Bei tauben Menschen ist zum Beispiel eine Erklärung mit Sichtkontakt notwendig, ist ein Bein
kürzer, muss die gleiche Länge der Stellungen auf beiden Seiten oder Tritten trainiert werden und bei einer sozialen Behinderung sollten das Verhalten der anderen und der Ablauf des Trainings erklärt werden.
Das klingt jetzt besonders aufwendig und schwer. Aber mit der richtigen Vorbereitung ist das gut zu schaffen.
Stefan Gottschalk: Wie könnte man die Sportlerinnen und Sportler mehr unterstützen? Wie können eventuell die anderen Vereine helfen?
Erika Jakschewski: Indem wir behinderte Sportlerinnen und Sportler in den Vereinen trainieren lassen. Da Taekwondo ein Sport ist, der den ganzen Körper beansprucht, scheuen sich viele behinderte Sportlerinnen und Sportler oder deren Eltern, in Vereinen nachzufragen. Zu oft bekommen sie bei Sportvereinen jeglicher Art Absagen, da Ängste und Unwissenheit zu Ablehnung führen.
Stefan Gottschalk: Wie können wir helfen, behinderte Menschen grundsätzlich besser in die Gesellschaft zu integrieren?
Erika Jakschewski: Deutschland hat 2009 die UN-Behindertenrechtskonvention unterschrieben und seitdem ist auch in unserem Land Inklusion ein Menschenrecht. Solange Kinder mit Behinderung jedoch noch in speziellen Schulen unterrichtet werden oder danach in speziellen Betrieben arbeiten müssen, ist Inklusion noch weit entfernt. Hier findet aufgrund von mangelndem Geld, fehlendem Personal oder baulichen Grundbedingungen immer noch Separierung statt. Die ganze Gesellschaft können wir nicht ändern, aber innerhalb unseres Sports ist das möglich. Die Prüfungsordnung oder Wettkampfordnung ist bereits darauf eingerichtet. Wir als Vereine können die Sportlerinnen und Sportler integrieren und dadurch auch dazu beitragen, dass behinderte Menschen nicht vor den Sporthallen bleiben müssen.
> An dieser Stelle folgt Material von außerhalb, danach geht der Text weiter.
// Proxy module - Pingora ProxyHttp implementation
// Serves classified requests from the offline controller and proxies the rest to
// the upstream content API

use async_trait::async_trait;
use pingora_core::upstreams::peer::HttpPeer;
use pingora_core::Result;
use pingora_http::{RequestHeader, ResponseHeader};
use pingora_proxy::{ProxyHttp, Session};
use std::sync::Arc;
use std::time::{Duration, Instant};

use crate::cache::build_storage;
use crate::config::Config;
use crate::controller::OfflineController;
use crate::error::ControllerError;
use crate::fetch::HttpFetcher;
use crate::metrics::ControllerMetrics;
use crate::pipeline::RequestContext;
use crate::router::Classification;
use crate::security::{self, SecurityError, SecurityLimits};

pub mod control;
pub mod helpers;
pub mod special_endpoints;

use control::{handle_control, is_control_path};
use helpers::{
    fetch_request_from_header, get_client_ip, read_body, write_endpoint_response,
    write_strategy_response,
};
use special_endpoints::{handle_health, handle_metrics, EndpointResponse};

/// OfflineProxy implements the Pingora ProxyHttp trait
pub struct OfflineProxy {
    config: Arc<Config>,
    controller: Arc<OfflineController>,
    /// (host, port, tls) of the content API
    upstream: (String, u16, bool),
    security_limits: SecurityLimits,
    /// Proxy start time (for uptime calculation in /health endpoint)
    start_time: Instant,
}

impl OfflineProxy {
    /// Create the proxy with the configured storage backend and an HTTP fetcher
    pub fn new(config: Config) -> std::result::Result<Self, ControllerError> {
        let storage = build_storage(&config.cache);
        let fetcher = HttpFetcher::new(
            &config.upstream.base_url,
            Duration::from_secs(config.upstream.timeout_secs),
        )?;
        let controller = OfflineController::new(
            Arc::new(config.controller.clone()),
            storage,
            Arc::new(fetcher),
        );
        Self::with_controller(config, Arc::new(controller))
    }

    /// Create the proxy around an existing controller
    pub fn with_controller(
        config: Config,
        controller: Arc<OfflineController>,
    ) -> std::result::Result<Self, ControllerError> {
        let upstream = config.upstream.endpoint().map_err(ControllerError::Config)?;
        let security_limits = config.server.security_limits.to_security_limits();
        Ok(Self {
            config: Arc::new(config),
            controller,
            upstream,
            security_limits,
            start_time: Instant::now(),
        })
    }

    pub fn controller(&self) -> Arc<OfflineController> {
        Arc::clone(&self.controller)
    }

    async fn reject(
        &self,
        session: &mut Session,
        ctx: &RequestContext,
        error: SecurityError,
    ) -> Result<bool> {
        tracing::warn!(
            request_id = %ctx.request_id(),
            client_ip = %get_client_ip(session),
            path = %ctx.path(),
            error = %error,
            "Request rejected by front-door checks"
        );
        ControllerMetrics::global()
            .rejected_requests
            .with_label_values(&[error.reason()])
            .inc();

        let response = match error.status_code() {
            413 => EndpointResponse::error(413, "Payload Too Large", &error.to_string()),
            414 => EndpointResponse::error(414, "URI Too Long", &error.to_string()),
            status => EndpointResponse::error(status, "Bad Request", &error.to_string()),
        };
        write_endpoint_response(session, response, ctx.request_id()).await?;
        Ok(true)
    }
}

#[async_trait]
impl ProxyHttp for OfflineProxy {
    type CTX = RequestContext;

    fn new_ctx(&self) -> Self::CTX {
        RequestContext::default()
    }

    /// Route bypassed requests to the content API
    async fn upstream_peer(
        &self,
        _session: &mut Session,
        ctx: &mut Self::CTX,
    ) -> Result<Box<HttpPeer>> {
        let (host, port, tls) = &self.upstream;
        let mut peer = Box::new(HttpPeer::new((host.clone(), *port), *tls, host.clone()));

        let timeout = Duration::from_secs(self.config.upstream.timeout_secs);
        peer.options.connection_timeout = Some(timeout);
        peer.options.read_timeout = Some(timeout);
        peer.options.write_timeout = Some(timeout);

        tracing::debug!(
            request_id = %ctx.request_id(),
            upstream = %format!("{}:{}", host, port),
            timeout_seconds = self.config.upstream.timeout_secs,
            "Proxying bypassed request"
        );
        Ok(peer)
    }

    /// Front-door checks, built-in endpoints, then classification
    async fn request_filter(&self, session: &mut Session, ctx: &mut Self::CTX) -> Result<bool> {
        let req = session.req_header();
        let method = req.method.clone();
        let path = req.uri.path().to_string();
        let uri = req.uri.to_string();
        let query = req.uri.query().map(str::to_string);
        ctx.set_request(method.as_str(), &path);

        if let Err(e) = security::validate_request(&uri, query.as_deref(), &self.security_limits) {
            return self.reject(session, ctx, e).await;
        }

        match (method.as_str(), path.as_str()) {
            ("GET", "/health") => {
                let active = self.controller.lifecycle().active_generation();
                let response = handle_health(self.start_time, active.as_deref());
                write_endpoint_response(session, response, ctx.request_id()).await?;
                return Ok(true);
            }
            ("GET", "/metrics") => {
                write_endpoint_response(session, handle_metrics(), ctx.request_id()).await?;
                return Ok(true);
            }
            _ => {}
        }

        if is_control_path(&path) {
            let client_id = session
                .req_header()
                .headers
                .get("x-client-id")
                .and_then(|v| v.to_str().ok())
                .map(str::to_string);
            let body = match read_body(session, self.security_limits.max_body_size).await? {
                Ok(body) => body,
                Err(e) => return self.reject(session, ctx, e).await,
            };
            let response = handle_control(
                &self.controller,
                &method,
                &path,
                client_id.as_deref(),
                &body,
            )
            .await;
            write_endpoint_response(session, response, ctx.request_id()).await?;
            return Ok(true);
        }

        let request = fetch_request_from_header(session.req_header());
        match self.controller.fetch(&request).await {
            Ok(Some(response)) => {
                ctx.set_classification(self.controller.router().classify(&request));
                ctx.set_source(response.source);
                write_strategy_response(session, &response, ctx.request_id()).await?;
                Ok(true)
            }
            Ok(None) => {
                ctx.set_classification(Classification::Bypass);
                Ok(false)
            }
            Err(e) => {
                tracing::warn!(
                    request_id = %ctx.request_id(),
                    path = %path,
                    error = %e,
                    "Controller could not answer request"
                );
                let response = EndpointResponse::from_controller_error(&e);
                write_endpoint_response(session, response, ctx.request_id()).await?;
                Ok(true)
            }
        }
    }

    /// Point the Host header at the content API
    async fn upstream_request_filter(
        &self,
        _session: &mut Session,
        upstream_request: &mut RequestHeader,
        _ctx: &mut Self::CTX,
    ) -> Result<()> {
        let (host, port, tls) = &self.upstream;
        let default_port = if *tls { 443 } else { 80 };
        let host_header = if *port == default_port {
            host.clone()
        } else {
            format!("{}:{}", host, port)
        };
        upstream_request.insert_header(http::header::HOST, host_header)?;
        Ok(())
    }

    /// Filter upstream responses to add custom headers (request correlation)
    fn upstream_response_filter(
        &self,
        _session: &mut Session,
        upstream_response: &mut ResponseHeader,
        ctx: &mut Self::CTX,
    ) -> Result<()> {
        upstream_response
            .insert_header("X-Request-ID", ctx.request_id())
            .map_err(|e| {
                tracing::warn!(
                    request_id = %ctx.request_id(),
                    error = ?e,
                    "Failed to add X-Request-ID header"
                );
                e
            })?;
        Ok(())
    }

    /// Log request completion
    async fn logging(
        &self,
        session: &mut Session,
        e: Option<&pingora_core::Error>,
        ctx: &mut Self::CTX,
    ) {
        let status_code = session
            .response_written()
            .map(|resp| resp.status.as_u16())
            .unwrap_or(500);
        let duration_ms = ctx.elapsed().as_secs_f64() * 1000.0;
        let classification = ctx.classification().map(|c| c.as_str()).unwrap_or("none");
        let source = ctx.source().map(|s| s.as_str()).unwrap_or("upstream");

        if let Some(error) = e {
            tracing::warn!(
                request_id = %ctx.request_id(),
                method = %ctx.method(),
                path = %ctx.path(),
                error = %error,
                "Upstream request failed"
            );
        }

        tracing::info!(
            request_id = %ctx.request_id(),
            client_ip = %get_client_ip(session),
            method = %ctx.method(),
            path = %ctx.path(),
            status_code = status_code,
            classification = classification,
            source = source,
            duration_ms = duration_ms,
            "Request completed"
        );
    }
}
Stefan Gottschalk: Zum Schluss noch eine persönliche Frage. Du bist für deinen Job, deine Funktion, einfach für den sozialen Umgang mit behinderten Menschen geboren. Was bedeutet dir deine Aktivität?
Erika Jakschewski: Ich bin von Beruf Krankenschwester und arbeite seit vielen Jahren mit behinderten oder todkranken Kindern. Von ihnen habe ich gelernt, dass sie jeden Tag etwas Neues erleben möchten. Sie finden Wege, mit ihren Behinderungen und Krankheiten klarzukommen. Als die Gründerin und Leiterin von TABALiNGO, Ursula Espeter, auf mich zukam und fragte, ob ich die Taekwondo-Abteilung übernehmen möchte, habe ich schnell zugestimmt. Es macht mir viel Spaß, zu sehen, wie jeder Einzelne sich über die Jahre entwickelt hat. Eine Gürtelprüfung ist immer wieder ein großes Ereignis und die Freude, wenn man eine neue Gürtelfarbe erreicht hat. Ich finde, es ist wichtig, im Verein zu vermitteln, dass jeder individuell ist und so akzeptiert wird. Das führt zu Verständnis und Inklusion aller Menschen. Ich habe gesehen, wie es für Kinder schnell normal war, behinderte Kinder um sich zu haben, und Eltern verstanden haben, dass ihre Kinder dadurch nicht schlechter trainiert werden.